Wenzel Müller (26 September 1767 – 3 August 1835) was an Austrian composer and conductor. Other than Rossini, Verdi, or Puccini, he is regarded as the most prolific opera composer of all time with his 166 operas.

Life and career 
Müller was born in Markt Türnau, in Moravia. He studied with Carl Ditters von Dittersdorf and performed as a theatre musician in his youth. In 1786 he became Kapellmeister at the Theater in der Leopoldstadt in Leopoldstadt, Vienna. After several years at the German theatre in Prague from 1807 until 1813, he returned to Leopoldstadt, where he worked until 1830. Under his leadership, the theatre became one of the most important venues in Viennese musical life. He died in Baden bei Wien.

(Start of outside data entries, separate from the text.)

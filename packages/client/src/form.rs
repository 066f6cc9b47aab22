//! The per-form finite state machine.
//!
//! Every entity form runs the same cycle:
//!
//! ```text
//! Closed -> Loading -> Ready -> Submitting -> Closed (+refresh)
//!                        ^                       |
//!                        +---- Ready(error) <----+
//! ```
//!
//! Opening fetches the form's reference data through a [`FormBackend`]; the
//! form is not usable before that fetch completes. Submission is
//! fire-and-wait: the machine sits in `Submitting` until the outcome arrives,
//! then either closes (raising a refresh signal for the list behind it) or
//! re-enters `Ready` with the error and the previously loaded options.
//! Dropping the flow mid-flight is a plain cancellation; nothing to undo.

use common::{EntityKind, Role, capabilities};
use serde_json::Value;

use crate::error::ClientError;

/// Result of one submission, as the form sees it.
#[derive(Debug, Clone, PartialEq, Eq)]
pub struct SubmissionOutcome {
    pub success: bool,
    pub error: Option<String>,
}

/// Where a form can send its reads and writes. `ApiClient` is the HTTP
/// implementation; tests plug in a mock.
pub trait FormBackend {
    /// Fetch the drop-down option lists the entity's form needs.
    fn load_options(&self, entity: EntityKind) -> Result<Value, ClientError>;

    /// Create (`id` = `None`) or update (`id` = `Some`) one record.
    fn submit(
        &self,
        entity: EntityKind,
        id: Option<i32>,
        payload: &Value,
    ) -> Result<SubmissionOutcome, ClientError>;
}

/// The observable state of one form.
#[derive(Debug)]
pub enum FormState {
    Closed,
    Loading,
    Ready {
        options: Value,
        error: Option<String>,
    },
    Submitting,
}

impl FormState {
    pub fn is_closed(&self) -> bool {
        matches!(self, FormState::Closed)
    }

    pub fn is_ready(&self) -> bool {
        matches!(self, FormState::Ready { .. })
    }
}

/// One create-or-update form bound to an entity and a backend.
pub struct FormFlow<'a, B: FormBackend> {
    backend: &'a B,
    entity: EntityKind,
    /// `None` for a create form, `Some(id)` for an update form.
    target: Option<i32>,
    state: FormState,
    needs_refresh: bool,
}

impl<'a, B: FormBackend> FormFlow<'a, B> {
    pub fn create(backend: &'a B, entity: EntityKind) -> Self {
        FormFlow {
            backend,
            entity,
            target: None,
            state: FormState::Closed,
            needs_refresh: false,
        }
    }

    pub fn update(backend: &'a B, entity: EntityKind, id: i32) -> Self {
        FormFlow {
            backend,
            entity,
            target: Some(id),
            state: FormState::Closed,
            needs_refresh: false,
        }
    }

    pub fn state(&self) -> &FormState {
        &self.state
    }

    /// Whether the given role may open this form at all, per the shared
    /// capability table. The server enforces the same table on submission,
    /// so hiding the affordance and rejecting the write can never disagree.
    pub fn can_open(&self, role: Role) -> bool {
        let caps = capabilities(role, self.entity);
        match self.target {
            None => caps.can_create,
            Some(_) => caps.can_update,
        }
    }

    /// `Closed -> Loading -> Ready`. On a failed reference-data fetch the
    /// form stays closed and the error is returned to the caller.
    pub fn open(&mut self) -> Result<(), ClientError> {
        if !self.state.is_closed() {
            return Err(ClientError::State);
        }
        self.state = FormState::Loading;
        match self.backend.load_options(self.entity) {
            Ok(options) => {
                self.state = FormState::Ready {
                    options,
                    error: None,
                };
                Ok(())
            }
            Err(e) => {
                self.state = FormState::Closed;
                Err(e)
            }
        }
    }

    /// `Ready -> Submitting -> {Closed + refresh | Ready(error)}`.
    ///
    /// Returns whether the submission succeeded. Transport failures re-enter
    /// `Ready` with the error message, like server-side rejections; no
    /// partial mutation is assumed either way.
    pub fn submit(&mut self, payload: &Value) -> Result<bool, ClientError> {
        let options = match std::mem::replace(&mut self.state, FormState::Submitting) {
            FormState::Ready { options, .. } => options,
            other => {
                // Not submittable; put the state back untouched.
                self.state = other;
                return Err(ClientError::State);
            }
        };

        match self.backend.submit(self.entity, self.target, payload) {
            Ok(outcome) if outcome.success => {
                self.state = FormState::Closed;
                self.needs_refresh = true;
                Ok(true)
            }
            Ok(outcome) => {
                self.state = FormState::Ready {
                    options,
                    error: outcome.error,
                };
                Ok(false)
            }
            Err(e) => {
                self.state = FormState::Ready {
                    options,
                    error: Some(e.to_string()),
                };
                Ok(false)
            }
        }
    }

    /// Close the form without submitting. Discards any pending error.
    pub fn close(&mut self) {
        self.state = FormState::Closed;
    }

    /// Whether a successful submission happened since the last check. Reading
    /// the signal consumes it; the list behind the form refetches on `true`.
    pub fn take_refresh(&mut self) -> bool {
        std::mem::take(&mut self.needs_refresh)
    }
}

#[cfg(test)]
mod tests {
    use std::cell::RefCell;

    use serde_json::json;

    use super::*;

    /// Scripted backend: options to serve and outcomes to return, in order.
    struct MockBackend {
        options: Result<Value, ()>,
        outcomes: RefCell<Vec<Result<SubmissionOutcome, ()>>>,
        submissions: RefCell<Vec<(EntityKind, Option<i32>, Value)>>,
    }

    impl MockBackend {
        fn new(options: Result<Value, ()>) -> Self {
            MockBackend {
                options,
                outcomes: RefCell::new(Vec::new()),
                submissions: RefCell::new(Vec::new()),
            }
        }

        fn push_outcome(&self, outcome: Result<SubmissionOutcome, ()>) {
            self.outcomes.borrow_mut().push(outcome);
        }
    }

    impl FormBackend for MockBackend {
        fn load_options(&self, _entity: EntityKind) -> Result<Value, ClientError> {
            self.options
                .clone()
                .map_err(|_| ClientError::Decode("boom".into()))
        }

        fn submit(
            &self,
            entity: EntityKind,
            id: Option<i32>,
            payload: &Value,
        ) -> Result<SubmissionOutcome, ClientError> {
            self.submissions
                .borrow_mut()
                .push((entity, id, payload.clone()));
            self.outcomes
                .borrow_mut()
                .remove(0)
                .map_err(|_| ClientError::Decode("transport down".into()))
        }
    }

    #[test]
    fn open_loads_options_then_becomes_ready() {
        let backend = MockBackend::new(Ok(json!({"subjects": []})));
        let mut flow = FormFlow::create(&backend, EntityKind::Teacher);

        assert!(flow.state().is_closed());
        flow.open().unwrap();
        let FormState::Ready { options, error } = flow.state() else {
            panic!("expected Ready");
        };
        assert_eq!(options["subjects"], json!([]));
        assert!(error.is_none());
    }

    #[test]
    fn failed_options_fetch_keeps_the_form_closed() {
        let backend = MockBackend::new(Err(()));
        let mut flow = FormFlow::create(&backend, EntityKind::Teacher);

        assert!(flow.open().is_err());
        assert!(flow.state().is_closed());
    }

    #[test]
    fn successful_submission_closes_and_raises_refresh() {
        let backend = MockBackend::new(Ok(json!({})));
        backend.push_outcome(Ok(SubmissionOutcome {
            success: true,
            error: None,
        }));
        let mut flow = FormFlow::create(&backend, EntityKind::Lesson);

        flow.open().unwrap();
        assert!(flow.submit(&json!({"name": "Algebra"})).unwrap());
        assert!(flow.state().is_closed());
        assert!(flow.take_refresh());
        // The signal is consumed on read.
        assert!(!flow.take_refresh());
    }

    #[test]
    fn failed_submission_reenters_ready_with_the_message_and_options() {
        let backend = MockBackend::new(Ok(json!({"lessons": [1, 2]})));
        backend.push_outcome(Ok(SubmissionOutcome {
            success: false,
            error: Some("score must be between 0 and 100".into()),
        }));
        let mut flow = FormFlow::create(&backend, EntityKind::Result);

        flow.open().unwrap();
        assert!(!flow.submit(&json!({"score": 200})).unwrap());
        let FormState::Ready { options, error } = flow.state() else {
            panic!("expected Ready");
        };
        assert_eq!(options["lessons"], json!([1, 2]));
        assert_eq!(error.as_deref(), Some("score must be between 0 and 100"));
        assert!(!flow.take_refresh());
    }

    #[test]
    fn transport_failure_also_reenters_ready() {
        let backend = MockBackend::new(Ok(json!({})));
        backend.push_outcome(Err(()));
        let mut flow = FormFlow::update(&backend, EntityKind::Exam, 7);

        flow.open().unwrap();
        assert!(!flow.submit(&json!({"title": "Midterm"})).unwrap());
        assert!(flow.state().is_ready());
    }

    #[test]
    fn submit_requires_an_open_form() {
        let backend = MockBackend::new(Ok(json!({})));
        let mut flow = FormFlow::create(&backend, EntityKind::Event);

        assert!(matches!(
            flow.submit(&json!({})),
            Err(ClientError::State)
        ));
        assert!(flow.state().is_closed());
        assert!(backend.submissions.borrow().is_empty());
    }

    #[test]
    fn update_forms_carry_their_target_id() {
        let backend = MockBackend::new(Ok(json!({})));
        backend.push_outcome(Ok(SubmissionOutcome {
            success: true,
            error: None,
        }));
        let mut flow = FormFlow::update(&backend, EntityKind::Class, 3);

        flow.open().unwrap();
        flow.submit(&json!({"capacity": 25})).unwrap();
        let submissions = backend.submissions.borrow();
        assert_eq!(submissions.len(), 1);
        assert_eq!(submissions[0].1, Some(3));
    }

    #[test]
    fn capability_table_gates_opening() {
        let backend = MockBackend::new(Ok(json!({})));
        let create_lesson = FormFlow::create(&backend, EntityKind::Lesson);
        assert!(create_lesson.can_open(Role::Admin));
        assert!(create_lesson.can_open(Role::Teacher));
        assert!(!create_lesson.can_open(Role::Student));

        let create_student = FormFlow::create(&backend, EntityKind::Student);
        assert!(create_student.can_open(Role::Admin));
        assert!(!create_student.can_open(Role::Teacher));
        assert!(!create_student.can_open(Role::None));
    }
}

He was a popular and prolific composer, producing more than 250 works. Although he wrote several popular stage works (mostly Singspiele), his art songs are his enduring legacy. Often possessing witty music and lyrics or expressing a great deal of tenderness, Müller's songs were immensely popular and some of the works he wrote with Ferdinand Raimund remain in the Viennese repertory. His opera  provided the theme for Beethoven's "Kakadu Variations" for piano trio, Opus 121a. He is said to have composed what has been falsely known as Mozart's Twelfth Mass, K. Anh. 232, the Missa in G major K. Anh. 232 (C1.04).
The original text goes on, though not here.